Work instruction
Copy verbatim the block of lines in the entries below whose first line contains "a new store" and whose last line contains "the init command". Leave out all other lines.

Recorded information
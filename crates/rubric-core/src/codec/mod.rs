//! Persistence codecs for grading trees
//!
//! Each codec is a pair of pure functions between a [`GradingMethod`] and an
//! external shape. Neither touches a store: the document store and the
//! SQLite database call into them and handle I/O themselves.
//!
//! - [`document`]: nested, self-describing records discriminated by node kind
//! - [`relational`]: normalized rows with ordered link and action tables
//!
//! Both codecs validate the tree they decode and report malformed input as
//! [`RubricError::StructuralIntegrity`].
//!
//! [`GradingMethod`]: crate::gradable::GradingMethod
//! [`RubricError::StructuralIntegrity`]: crate::error::RubricError::StructuralIntegrity

pub mod document;
pub mod relational;

use crate::error::RubricError;

/// Wrap an error raised while rebuilding persisted data
pub(crate) fn corrupt(context: &str, error: RubricError) -> RubricError {
    match error {
        RubricError::StructuralIntegrity { .. } => error,
        other => RubricError::integrity(format!("{}: {}", context, other)),
    }
}
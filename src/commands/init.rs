//! `rubric init` command - create a new store
//!
//! Idempotent: running it on an existing store keeps its configuration.

use rubric_core::config::Backend;
use rubric_core::error::Result;
use rubric_core::store::{InitOptions, Store};

use crate::cli::paths::resolve_store_path;
use crate::cli::OutputFormat;
use crate::commands::dispatch::CommandContext;

/// Execute the init command
pub fn execute(ctx: &CommandContext, backend: Option<Backend>) -> Result<()> {
    let options = InitOptions { backend };

    let store = match &ctx.cli.store {
        Some(path) => Store::init_at(&resolve_store_path(ctx.root, path), options)?,
        None => Store::init(ctx.root, options)?,
    };

    match ctx.cli.format {
        OutputFormat::Json => {
            let output = serde_json::json!({
                "status": "ok",
                "store": store.root().display().to_string(),
                "backend": store.config().backend,
            });
            println!("{}", serde_json::to_string_pretty(&output)?);
        }
        OutputFormat::Human => {
            if !ctx.cli.quiet {
                println!(
                    "Initialized rubric store at {} ({} backend)",
                    store.root().display(),
                    store.config().backend
                );
            }
        }
    }
    Ok(())
}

Task solution
//! `rubric init` command - create a new store
//!
//! Idempotent: running it on an existing store keeps its configuration.

use rubric_core::config::Backend;
use rubric_core::error::Result;
use rubric_core::store::{InitOptions, Store};

use crate::cli::paths::resolve_store_path;
use crate::cli::OutputFormat;
use crate::commands::dispatch::CommandContext;

/// Execute the init command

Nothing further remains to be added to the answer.